Le variabili comunemente usate per descrivere un singolo evento di disturbo includono la tempistica, l’estensione e la magnitudine, dove la magnitudine comprende sia l’intensità (ad esempio, energia per area per tempo) che la gravità (impatto biologico). Queste e altre variabili stocastiche, come la frequenza degli eventi o l’intervallo di ricorrenza tra gli eventi, hanno proprietà statistiche che servono a definire un regime di disturbo. Più in generale, un regime di disturbo è le caratteristiche spaziali, temporali, fisiche ed ecologiche collettive di un processo di disturbo che opera in un’area. La prevedibilità, che può essere definita come l’inverso della varianza in frequenza, dimensione e magnitudine del disturbo (Christensen, 1988), è anche una considerazione importante. In generale, la prevedibilità aumenta man mano che la scala spazio–temporale dell’analisi si espande da locale (la dimensione tipica di un evento di disturbo) a domini paesaggistici o regionali (l’intera area su cui si manifesta il regime di disturbo).

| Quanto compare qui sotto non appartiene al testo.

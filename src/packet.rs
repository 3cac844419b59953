use anyhow::{anyhow, Ok};
use std::str;

use crate::MAX_PAYLOAD;

const SYNC: u8 = 0;
const DATA: u8 = 1;
const EOF: u8 = 2;

/// type (1) + sequence (4) + payload length (2)
pub const HEADER_SIZE: usize = 7;

#[derive(Debug, Clone, PartialEq, Eq)]
pub enum Packet {
    Sync { filename: String },
    Data { seq: u32, data: Vec<u8> },
    Eof { seq: u32 },
}

impl Packet {
    /// Sequence number occupied in the window. SYNC sits outside the window.
    pub fn seq(&self) -> Option<u32> {
        match self {
            Packet::Sync { .. } => None,
            Packet::Data { seq, .. } | Packet::Eof { seq } => Some(*seq),
        }
    }

    pub fn serialize(&self) -> Vec<u8> {
        let (opcode, seq, payload): (u8, u32, &[u8]) = match self {
            Packet::Sync { filename } => (SYNC, 0, filename.as_bytes()),
            Packet::Data { seq, data } => (DATA, *seq, data.as_slice()),
            Packet::Eof { seq } => (EOF, *seq, &[][..]),
        };

        let mut bytes: Vec<u8> = Vec::with_capacity(HEADER_SIZE + payload.len());
        bytes.push(opcode);
        bytes.extend_from_slice(&seq.to_be_bytes());
        bytes.extend_from_slice(&(payload.len() as u16).to_be_bytes());
        bytes.extend_from_slice(payload);
        bytes
    }

    pub fn deserialize(buf: &[u8]) -> anyhow::Result<Self> {
        if buf.len() < HEADER_SIZE {
            return Err(anyhow!("Packet length too short"));
        }

        let opcode = buf[0];
        let seq = u32::from_be_bytes(buf[1..5].try_into()?);
        let len = usize::from(u16::from_be_bytes([buf[5], buf[6]]));
        if len > MAX_PAYLOAD {
            return Err(anyhow!("Payload length {len} exceeds {MAX_PAYLOAD}"));
        }
        let payload = &buf[HEADER_SIZE..];
        if payload.len() != len {
            return Err(anyhow!(
                "Payload length mismatch: header says {len}, got {}",
                payload.len()
            ));
        }

        let pkt = match opcode {
            SYNC => {
                let filename = str::from_utf8(payload)
                    .map_err(|_| anyhow!("Invalid filename encoding"))?
                    .to_string();
                Packet::Sync { filename }
            }
            DATA => Packet::Data {
                seq,
                data: payload.to_vec(),
            },
            EOF => Packet::Eof { seq },
            _ => {
                return Err(anyhow!("Invalid opcode: {}", opcode));
            }
        };

        Ok(pkt)
    }
}

/// Acks and the handshake response are a bare big-endian u32.
pub fn encode_ack(seq: u32) -> [u8; 4] {
    seq.to_be_bytes()
}

pub fn decode_ack(buf: &[u8]) -> Option<u32> {
    let bytes: [u8; 4] = buf.try_into().ok()?;
    Some(u32::from_be_bytes(bytes))
}

#[cfg(test)]
mod tests {
    use super::*;

    #[test]
    fn data_layout() {
        let pkt = Packet::Data {
            seq: 0x0102_0304,
            data: b"abc".to_vec(),
        };
        let bytes = pkt.serialize();
        assert_eq!(bytes, [1, 1, 2, 3, 4, 0, 3, b'a', b'b', b'c']);
        assert_eq!(bytes.len(), HEADER_SIZE + 3);
        assert_eq!(Packet::deserialize(&bytes).unwrap(), pkt);
    }

    #[test]
    fn sync_carries_filename() {
        let pkt = Packet::Sync {
            filename: "notes.txt".to_string(),
        };
        let bytes = pkt.serialize();
        assert_eq!(bytes[0], SYNC);
        assert_eq!(pkt.seq(), None);
        assert_eq!(Packet::deserialize(&bytes).unwrap(), pkt);
    }

    #[test]
    fn eof_is_header_only() {
        let pkt = Packet::Eof { seq: u32::MAX };
        let bytes = pkt.serialize();
        assert_eq!(bytes.len(), HEADER_SIZE);
        assert_eq!(Packet::deserialize(&bytes).unwrap().seq(), Some(u32::MAX));
    }

    #[test]
    fn rejects_malformed() {
        assert!(Packet::deserialize(&[1, 0, 0]).is_err());
        // unknown opcode
        assert!(Packet::deserialize(&[9, 0, 0, 0, 0, 0, 0]).is_err());
        // truncated payload
        assert!(Packet::deserialize(&[1, 0, 0, 0, 0, 0, 4, 1, 2]).is_err());
        // oversized length field
        let mut buf = vec![1, 0, 0, 0, 0, 0x04, 0x01];
        buf.resize(HEADER_SIZE + 1025, 0);
        assert!(Packet::deserialize(&buf).is_err());
    }

    #[test]
    fn ack_is_four_bytes() {
        assert_eq!(encode_ack(7), [0, 0, 0, 7]);
        assert_eq!(decode_ack(&encode_ack(0xdead_beef)), Some(0xdead_beef));
        assert_eq!(decode_ack(&[0, 0, 7]), None);
        assert_eq!(decode_ack(&[0, 0, 0, 0, 7]), None);
    }
}
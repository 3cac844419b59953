/// Whether `candidate` lies in the circular inclusive range `[base, top]`.
///
/// When `base > top` the range wraps past `u32::MAX` back through zero.
pub fn inside(base: u32, top: u32, candidate: u32) -> bool {
    if base <= top {
        base <= candidate && candidate <= top
    } else {
        candidate >= base || candidate <= top
    }
}
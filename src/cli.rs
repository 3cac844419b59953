use anstyle::AnsiColor;
use clap::builder::styling::Styles;
use clap::{Parser, Subcommand};
use std::net::IpAddr;
use std::path::PathBuf;
use std::time::Duration;

use crate::{Config, DEF_PORT, DEF_TIMEOUT_MS, DEF_WINDOW_SIZE, MAX_WINDOW_SIZE};

const STYLES: Styles = Styles::styled()
    .header(AnsiColor::Green.on_default())
    .usage(AnsiColor::Green.on_default())
    .literal(AnsiColor::Cyan.on_default())
    .placeholder(AnsiColor::Red.on_default());

#[derive(Parser, Debug)]
#[command(name = "srftp")]
#[command(about = "Reliable file transfer over UDP", long_about = None)]
#[command(styles = STYLES)]
pub struct Cli {
    #[command(subcommand)]
    pub mode: Mode,
}

#[derive(Subcommand, Debug)]
pub enum Mode {
    /// Receive files until interrupted
    Receive {
        /// Listen ip
        #[arg(short, long, default_value = "0.0.0.0")]
        ip: IpAddr,

        /// Listen port
        #[arg(short, long, default_value_t = DEF_PORT)]
        port: u16,

        /// Work directory
        #[arg(short, long, default_value = ".")]
        directory: PathBuf,

        /// Window size (packets, power of two), must match the sender
        #[arg(short, long, default_value_t = DEF_WINDOW_SIZE, value_parser = window_size)]
        window: usize,
    },
    /// Send files interactively with `put <file>`, leave with `exit`
    Send {
        /// Receiver ip
        ip: IpAddr,

        /// Receiver port
        port: u16,

        /// Retransmission timeout (ms)
        #[arg(short, long, default_value_t = DEF_TIMEOUT_MS)]
        timeout: u64,

        /// Window size (packets, power of two), must match the receiver
        #[arg(short, long, default_value_t = DEF_WINDOW_SIZE, value_parser = window_size)]
        window: usize,
    },
}

impl Cli {
    pub fn config(&self) -> Config {
        let mut config = Config::default();
        match self.mode {
            Mode::Receive { window, .. } => config.window_size = window,
            Mode::Send {
                window, timeout, ..
            } => {
                config.window_size = window;
                config.timeout = Duration::from_millis(timeout);
            }
        }
        config
    }
}

fn window_size(s: &str) -> Result<usize, String> {
    let size: usize = s.parse().map_err(|e| format!("{e}"))?;
    if size.is_power_of_two() && size <= MAX_WINDOW_SIZE {
        Ok(size)
    } else {
        Err(format!("window size must be a power of two up to {MAX_WINDOW_SIZE}"))
    }
}
use crate::packet::Packet;
use crate::seq::inside;

#[derive(Debug, Default, Clone)]
struct Slot {
    packet: Option<Packet>,
    acked: bool,
}

/// Sender half of the sliding window: `[base, next)` are in flight, each
/// cached in the slot `seq % size` until acknowledged and slid past.
#[derive(Debug)]
pub struct SendWindow {
    size: usize,
    base: u32,
    next: u32,
    slots: Box<[Slot]>,
}

impl SendWindow {
    pub fn new(size: usize) -> Self {
        // seq % size only stays consistent across the u32 wrap when size divides 2^32
        assert!(size.is_power_of_two(), "window size must be a power of two");
        Self {
            size,
            base: 0,
            next: 0,
            slots: vec![Slot::default(); size].into_boxed_slice(),
        }
    }

    pub fn size(&self) -> usize {
        self.size
    }

    pub fn base(&self) -> u32 {
        self.base
    }

    pub fn next(&self) -> u32 {
        self.next
    }

    pub fn slot(&self, seq: u32) -> usize {
        seq as usize % self.size
    }

    /// Start a new session at `base`, forgetting every slot.
    pub fn reset(&mut self, base: u32) {
        self.base = base;
        self.next = base;
        self.slots.fill(Slot::default());
    }

    pub fn outstanding(&self) -> usize {
        self.next.wrapping_sub(self.base) as usize
    }

    pub fn has_room(&self) -> bool {
        self.outstanding() < self.size
    }

    pub fn is_empty(&self) -> bool {
        self.base == self.next
    }

    pub fn push_data(&mut self, data: Vec<u8>) -> Option<(usize, &Packet)> {
        let seq = self.next;
        self.push(Packet::Data { seq, data })
    }

    pub fn push_eof(&mut self) -> Option<(usize, &Packet)> {
        let seq = self.next;
        self.push(Packet::Eof { seq })
    }

    fn push(&mut self, packet: Packet) -> Option<(usize, &Packet)> {
        if !self.has_room() {
            return None;
        }
        let idx = self.slot(self.next);
        self.next = self.next.wrapping_add(1);

        let slot = &mut self.slots[idx];
        debug_assert!(!slot.acked, "slot {idx} reused before retiring");
        let packet = slot.packet.insert(packet);
        Some((idx, packet))
    }

    /// Mark `seq` acknowledged. Returns its slot when the ack is new and falls
    /// in `[base, next - 1]`; stale and duplicate acks yield `None`.
    pub fn ack(&mut self, seq: u32) -> Option<usize> {
        if self.is_empty() || !inside(self.base, self.next.wrapping_sub(1), seq) {
            return None;
        }
        let idx = self.slot(seq);
        let slot = &mut self.slots[idx];
        if slot.acked {
            return None;
        }
        slot.acked = true;
        Some(idx)
    }

    /// Retire the acknowledged prefix of the window. Returns how many slots
    /// were freed.
    pub fn slide(&mut self) -> usize {
        let mut freed = 0;
        while !self.is_empty() {
            let idx = self.slot(self.base);
            let slot = &mut self.slots[idx];
            if !slot.acked {
                break;
            }
            *slot = Slot::default();
            self.base = self.base.wrapping_add(1);
            freed += 1;
        }
        freed
    }

    /// Whether `seq` falls in the window just retired behind `base`.
    pub fn is_behind(&self, seq: u32) -> bool {
        let size = self.size as u32;
        inside(
            self.base.wrapping_sub(size),
            self.base.wrapping_sub(1),
            seq,
        )
    }

    /// The cached packet of an unacknowledged slot, if any.
    pub fn in_flight(&self, idx: usize) -> Option<&Packet> {
        let slot = self.slots.get(idx)?;
        if slot.acked {
            None
        } else {
            slot.packet.as_ref()
        }
    }
}

/// Receiver half: buffers out-of-order payloads in `[base, base + size - 1]`
/// and hands them back strictly in sequence.
#[derive(Debug)]
pub struct ReceiveWindow {
    size: usize,
    base: u32,
    slots: Box<[Option<Vec<u8>>]>,
}

impl ReceiveWindow {
    pub fn new(size: usize, base: u32) -> Self {
        // seq % size only stays consistent across the u32 wrap when size divides 2^32
        assert!(size.is_power_of_two(), "window size must be a power of two");
        Self {
            size,
            base,
            slots: vec![None; size].into_boxed_slice(),
        }
    }

    pub fn base(&self) -> u32 {
        self.base
    }

    fn slot(&self, seq: u32) -> usize {
        seq as usize % self.size
    }

    fn top(&self) -> u32 {
        self.base.wrapping_add(self.size as u32 - 1)
    }

    pub fn accepts(&self, seq: u32) -> bool {
        inside(self.base, self.top(), seq)
    }

    /// Whether `seq` belongs to the window just behind `base`, i.e. was
    /// already delivered.
    pub fn is_behind(&self, seq: u32) -> bool {
        let size = self.size as u32;
        inside(
            self.base.wrapping_sub(size),
            self.base.wrapping_sub(1),
            seq,
        )
    }

    pub fn is_filled(&self, seq: u32) -> bool {
        self.accepts(seq) && self.slots[self.slot(seq)].is_some()
    }

    /// Buffer `data` at `seq`. Returns false when `seq` is outside the window
    /// or already buffered.
    pub fn insert(&mut self, seq: u32, data: Vec<u8>) -> bool {
        if !self.accepts(seq) {
            return false;
        }
        let idx = self.slot(seq);
        if self.slots[idx].is_some() {
            return false;
        }
        self.slots[idx] = Some(data);
        true
    }

    /// Take the payload at `base` if it has arrived, advancing `base`.
    pub fn pop(&mut self) -> Option<Vec<u8>> {
        let idx = self.slot(self.base);
        let data = self.slots[idx].take()?;
        self.base = self.base.wrapping_add(1);
        Some(data)
    }

    /// Step `base` over a sequence number that carries no payload (EOF).
    pub fn skip(&mut self) {
        let idx = self.slot(self.base);
        self.slots[idx] = None;
        self.base = self.base.wrapping_add(1);
    }
}
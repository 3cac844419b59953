use anyhow::anyhow;
use std::path::Path;
use std::time::Duration;
use tokio::time::Instant;

use crate::io::ByteSource;
use crate::packet::{decode_ack, Packet};
use crate::timer::RetransmitTimers;
use crate::transport::Transport;
use crate::window::SendWindow;
use crate::{Config, MAX_PAYLOAD};

/// The SYNC is resent on the timer of slot 0; the window is empty until the
/// handshake completes, so the slot is free.
const SYNC_SLOT: usize = 0;

#[derive(Debug, Default, Clone, Copy, PartialEq, Eq)]
pub struct TransferStats {
    /// File bytes carried by DATA packets, excluding resends.
    pub bytes: u64,
    /// DATA and EOF packets, excluding resends.
    pub packets: u64,
    /// Resends of SYNC, DATA or EOF after a timeout.
    pub retransmissions: u64,
    pub elapsed: Duration,
}

/// The name announced in SYNC: the last component of `path`, which must be
/// UTF-8 and fit in one payload.
pub fn sync_name(path: &str) -> anyhow::Result<&str> {
    let name = Path::new(path)
        .file_name()
        .and_then(|n| n.to_str())
        .ok_or(anyhow!("No file name in {path:?}"))?;
    if name.len() > MAX_PAYLOAD {
        return Err(anyhow!("File name longer than {MAX_PAYLOAD} bytes"));
    }
    Ok(name)
}

enum Event {
    Datagram(Vec<u8>),
    Expired(usize),
}

/// Sending end of a connection. The window and its sequence space persist
/// across transfers; every [`Sender::put`] starts from the base the receiver
/// reports in the SYNC handshake.
pub struct Sender<T> {
    transport: T,
    config: Config,
    window: SendWindow,
    timers: RetransmitTimers,
    stats: TransferStats,
    synced: bool,
}

impl<T: Transport> Sender<T> {
    pub fn new(transport: T, config: Config) -> Self {
        Self {
            transport,
            config,
            window: SendWindow::new(config.window_size),
            timers: RetransmitTimers::new(config.window_size),
            stats: TransferStats::default(),
            synced: false,
        }
    }

    pub fn window(&self) -> &SendWindow {
        &self.window
    }

    /// Transfer everything `source` yields to the receiver, named after the
    /// last component of `path`. Returns once the EOF packet has been
    /// acknowledged.
    pub async fn put<S: ByteSource>(
        &mut self,
        path: &str,
        mut source: S,
    ) -> anyhow::Result<TransferStats> {
        let filename = sync_name(path)?;
        let start = Instant::now();
        self.stats = TransferStats::default();
        self.timers.disarm_all();

        let base = self.handshake(filename).await?;
        self.window.reset(base);
        log::info!("sending {filename} from seq {base}");

        let mut buf = vec![0; self.config.max_payload];
        let mut eof_sent = false;
        self.fill(&mut source, &mut buf, &mut eof_sent).await?;

        while !(eof_sent && self.window.is_empty()) {
            match self.next_event().await? {
                Event::Datagram(datagram) => {
                    let Some(seq) = decode_ack(&datagram) else {
                        log::warn!("dropping {}-byte datagram, not an ack", datagram.len());
                        continue;
                    };
                    match self.window.ack(seq) {
                        Some(slot) => {
                            self.timers.disarm(slot);
                            log::debug!("ack {seq}");
                        }
                        None => log::trace!(
                            "ignoring ack {seq} outside [{}, {})",
                            self.window.base(),
                            self.window.next()
                        ),
                    }
                    if self.window.slide() > 0 {
                        self.fill(&mut source, &mut buf, &mut eof_sent).await?;
                    }
                }
                Event::Expired(slot) => self.retransmit(slot).await?,
            }
        }

        self.stats.elapsed = start.elapsed();
        log::info!(
            "sent {filename}: {} bytes in {} packets, {} retransmissions",
            self.stats.bytes,
            self.stats.packets,
            self.stats.retransmissions
        );
        Ok(self.stats)
    }

    /// Send SYNC until the receiver answers with its current base.
    async fn handshake(&mut self, filename: &str) -> anyhow::Result<u32> {
        let sync = Packet::Sync {
            filename: filename.to_string(),
        }
        .serialize();
        self.transport.send(&sync).await?;
        self.timers.arm(SYNC_SLOT, self.config.timeout);

        let base = loop {
            match self.next_event().await? {
                Event::Datagram(datagram) => match decode_ack(&datagram) {
                    // late ack from the previous file
                    Some(seq) if self.synced && self.window.is_behind(seq) => {
                        log::trace!("ignoring stale ack {seq} during handshake")
                    }
                    Some(base) => break base,
                    None => log::warn!("unexpected {}-byte handshake reply", datagram.len()),
                },
                Event::Expired(_) => {
                    log::debug!("retransmit SYNC {filename}");
                    self.transport.send(&sync).await?;
                    self.timers.arm(SYNC_SLOT, self.config.timeout);
                    self.stats.retransmissions += 1;
                }
            }
        };
        self.timers.disarm(SYNC_SLOT);
        self.synced = true;
        Ok(base)
    }

    /// Send new packets until the window is full or EOF has gone out.
    async fn fill<S: ByteSource>(
        &mut self,
        source: &mut S,
        buf: &mut [u8],
        eof_sent: &mut bool,
    ) -> anyhow::Result<()> {
        while !*eof_sent && self.window.has_room() {
            let n = source.read_chunk(buf)?;
            let pushed = if n == 0 {
                *eof_sent = true;
                self.window.push_eof()
            } else {
                self.window.push_data(buf[..n].to_vec())
            };
            let Some((slot, packet)) = pushed else {
                break;
            };
            let bytes = packet.serialize();
            let seq = self.window.next().wrapping_sub(1);
            log::debug!("send seq {seq} slot {slot} len {n}");

            self.transport.send(&bytes).await?;
            self.timers.arm(slot, self.config.timeout);
            self.stats.packets += 1;
            self.stats.bytes += n as u64;
        }
        Ok(())
    }

    async fn retransmit(&mut self, slot: usize) -> anyhow::Result<()> {
        // acked between expiry and now
        let Some(packet) = self.window.in_flight(slot) else {
            return Ok(());
        };
        let bytes = packet.serialize();
        log::debug!("retransmit seq {} slot {slot}", packet.seq().unwrap_or_default());

        self.transport.send(&bytes).await?;
        self.timers.arm(slot, self.config.timeout);
        self.stats.retransmissions += 1;
        Ok(())
    }

    async fn next_event(&mut self) -> anyhow::Result<Event> {
        tokio::select! {
            datagram = self.transport.recv() => Ok(Event::Datagram(datagram?)),
            Some(slot) = self.timers.expired() => Ok(Event::Expired(slot)),
        }
    }
}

Poiché l’entità del disturbo è definita in relazione al suo impatto ecologico, è praticamente tautologico che i regimi di disturbo siano dominati da eventi di magnitudo relativamente bassa e alta frequenza, mentre gli eventi di magnitudo più elevata sono sempre più rari. Tuttavia, l’impatto di un disturbo non può aumentare linearmente con dimensioni, frequenza o durata. Romme et al. (1998) ha distinto tre classi di risposta di disturbo: (1) risposta di soglia, (2) risposta indipendente dalla scala e (3) risposta continua. Individui e comunità manifestano risposte di soglia quando ci sono limiti discreti nella loro capacità di resistere a un grande disturbo (ad esempio, la velocità del vento a cui un albero viene sradicato). I disturbi possono avere il loro maggiore impatto ecologico quando uno o più eventi seguono da vicino sulla scia di un altro, impedendo o interrompendo il normale recupero della comunità (Paine et al., 1998).
Alcuni meccanismi di disturbo, come i terremoti o le onde temporalesche, sono esogeni per le comunità biologiche colpite, mentre altri come la caduta degli alberi o il fuoco potrebbero essere considerati endogeni. Nel primo, c’è poco o nessun feedback tra lo stato dell’ecosistema e la probabilità di un evento di disturbo in modo che il regime di disturbo dipenda principalmente dalla posizione e dal contesto ambientale. In quest’ultimo caso, la probabilità di un disturbo dipende dallo stato dell’ecosistema e dalla posizione. Sebbene le categorie di disturbi endogeni ed esogeni siano in qualche modo artificiali, è utile esaminare la forza relativa dell’accoppiamento tra i processi di disturbo e il biota. In molti casi, i processi di disturbo e i loro effetti sono strettamente accoppiati alle proprietà biologiche dei singoli organismi e comunità. Questo accoppiamento può promuovere la formazione di scale specifiche del modello ecologico e rafforzare alcuni processi ecologici ed evolutivi (Levin, 1992).
Nel pensare a modelli e processi, è anche utile distinguere la propagazione spaziale dai disturbi non propaganti (Reiners e Driese, 2003). Disturbi come incendi e inondazioni si diffondono dalle aree limitrofe e il modello spaziale di aree o organismi” sensibili ” può avere un effetto restrittivo sulle dinamiche di disturbo, collegando così la diffusione a precedenti eventi di disturbo.